Thunderstorms, A Premature 25k, and Rhythm
The San Francisco Bay Area is having one of its rare thunderstorms and both of my games for the evening were disconnected. I need to resume games with buyerp (24k) and Rafta (26k). I wanted to start another game but thought it might be unwise given the instability of my connection.
I had played four even games against the LibertyBot (23k) but won only one of them. My rank bumped up to 25k this evening but I feel it is still unproven. I think it may only be "drift" as Tokimaru (27k) likes to call it.
mungo (-) did not feel that it was in my best interest to play the LibertyBot. I too easily allow myself to follow its fast pace and therefore become less likely to play a well-thought game. There's actually a parallel to this in both kendo and fencing. Miyamoto Musashi referred to it as being trapped in the cadence of your opponent. Yuri, my sabre fencing coach, called it following your opponents rhythm instead of your own.
I may still play the LibertyBot, if only to condition myself not to succumb to its rhythm.
I'm thinking of taking another break from playing for the remainder of this week. I'd like to read more of my Go books and do some timed exercises using Drago. My last break seemed to have really helped.
3 Comments:
I agree all this. Playing LibertyBot is not a good thing. One's follow it's quick pace as you said, without thinking, and it makes tactical mistakes that human players wouldn't do. We play in reaction to the bot's play. But because of its weakness, it doesn't lead us to play well.
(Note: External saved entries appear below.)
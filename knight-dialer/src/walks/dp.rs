//! Bottom-up counting with two fixed-size hop-count vectors.

use tracing::{debug, trace};

use crate::error::WalkError;
use crate::graph::{Graph, Node};
use crate::matrix::{CheckedHopCounts, Count, HopCounts};

/// Walk counts of length `hops` for every start node at once, with overflow
/// tracked per node.
///
/// Starts from the zero-hop vector (one walk per node) and applies
/// `current[p] = Σ prior[n]` over neighbors `n` of `p` once per hop. Space is
/// two `N`-element arrays whatever `hops` is. An entry is `None` exactly when
/// that node's count does not fit in [`Count`]; other entries stay exact.
pub fn checked_hop_counts<const N: usize>(graph: &Graph<N>, hops: u32) -> CheckedHopCounts<N> {
    let mut prior: CheckedHopCounts<N> = [Some(1); N];

    for hop in 1..=hops {
        let mut current: CheckedHopCounts<N> = [Some(0); N];
        for (position, slot) in current.iter_mut().enumerate() {
            *slot = graph
                .adjacent(position)
                .iter()
                .try_fold(0, |sum: Count, &neighbor| sum.checked_add(prior[neighbor]?));
        }
        trace!(hop, ?current, "hop counts");
        prior = current;
    }

    prior
}

/// Walk counts of length `hops` for every start node.
///
/// Fails with [`WalkError::Overflow`] if any node's count does not fit; use
/// [`checked_hop_counts`] to keep the nodes that do.
pub fn hop_counts<const N: usize>(graph: &Graph<N>, hops: u32) -> Result<HopCounts<N>, WalkError> {
    let checked = checked_hop_counts(graph, hops);
    let mut counts: HopCounts<N> = [0; N];
    for (slot, count) in counts.iter_mut().zip(checked) {
        *slot = count.ok_or(WalkError::Overflow)?;
    }
    Ok(counts)
}

/// Counts walks bottom-up in linear time and constant space.
pub fn count_walks_dp<const N: usize>(
    graph: &Graph<N>,
    start: Node,
    hops: u32,
) -> Result<Count, WalkError> {
    graph.check_node(start)?;
    let count = checked_hop_counts(graph, hops)[start].ok_or(WalkError::Overflow)?;
    debug!(start, hops, count, "dp count");
    Ok(count)
}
That's why when I realized I could defeat LibertyBot, I stopped playing against it for a while. Instead, concerning the bots, I began playing against GnuGo2 (18k). But after a moment, the conclusion is the same as with LibertyBot. It leads me toward GnuGo3.6 ... Will probably be the same thing in a moment...
In conclusion, playing bots probably help improving in some areas as well as regress in some other areas. That's why
playing humans and review games with humans is the best way to progress.
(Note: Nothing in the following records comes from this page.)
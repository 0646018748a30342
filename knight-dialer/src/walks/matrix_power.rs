//! Counting by exponentiating the transfer matrix.

use tracing::debug;

use crate::error::WalkError;
use crate::graph::{Graph, Node};
use crate::matrix::Count;

/// Counts walks as `(M^hops · 1)[start]`, where `M` is the adjacency matrix.
///
/// One hop of the bottom-up counter is exactly `prior ↦ M · prior`, so
/// `hops` hops from the all-ones vector is `M^hops · 1`. The power is formed
/// by repeated squaring in `O(N³ log hops)` time, so even `u32::MAX` hops
/// takes at most 63 matrix products.
///
/// Overflow is tracked per entry: only an overflowed `start` entry is an
/// error.
pub fn count_walks_matrix_power<const N: usize>(
    graph: &Graph<N>,
    start: Node,
    hops: u32,
) -> Result<Count, WalkError> {
    graph.check_node(start)?;
    let power = graph.adjacency_matrix().checked_pow(hops);
    let count = power.checked_mul_vector(&[Some(1); N])[start].ok_or(WalkError::Overflow)?;
    debug!(start, hops, count, "matrix power count");
    Ok(count)
}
I played a couple of unrated games against the LibertyBot late last night to test an assumption. If, instead of reacting to its initial attack to the first corner, you tenuki in all the three other corners, the LibertyBot is very likely going to swarm stones around the area of its first attack (trying to kill an isolated and dead stone). This gives you the opportunity to settle your other areas and potentially create 3-4 bases.
Most weak kyu players would not waste their moves on attacking an isolated stone. The LibertyBot, by its swarming, is effectively giving the equivalent of 3-5 handicap stones.
Yes. I even tried to play with 9 handi against me, and I won against it. It lacks stategy. Nevertheless it's efficient enough in local fight for example, to compete well against 25-30 kyu players who aren't aware of its big weaknesses.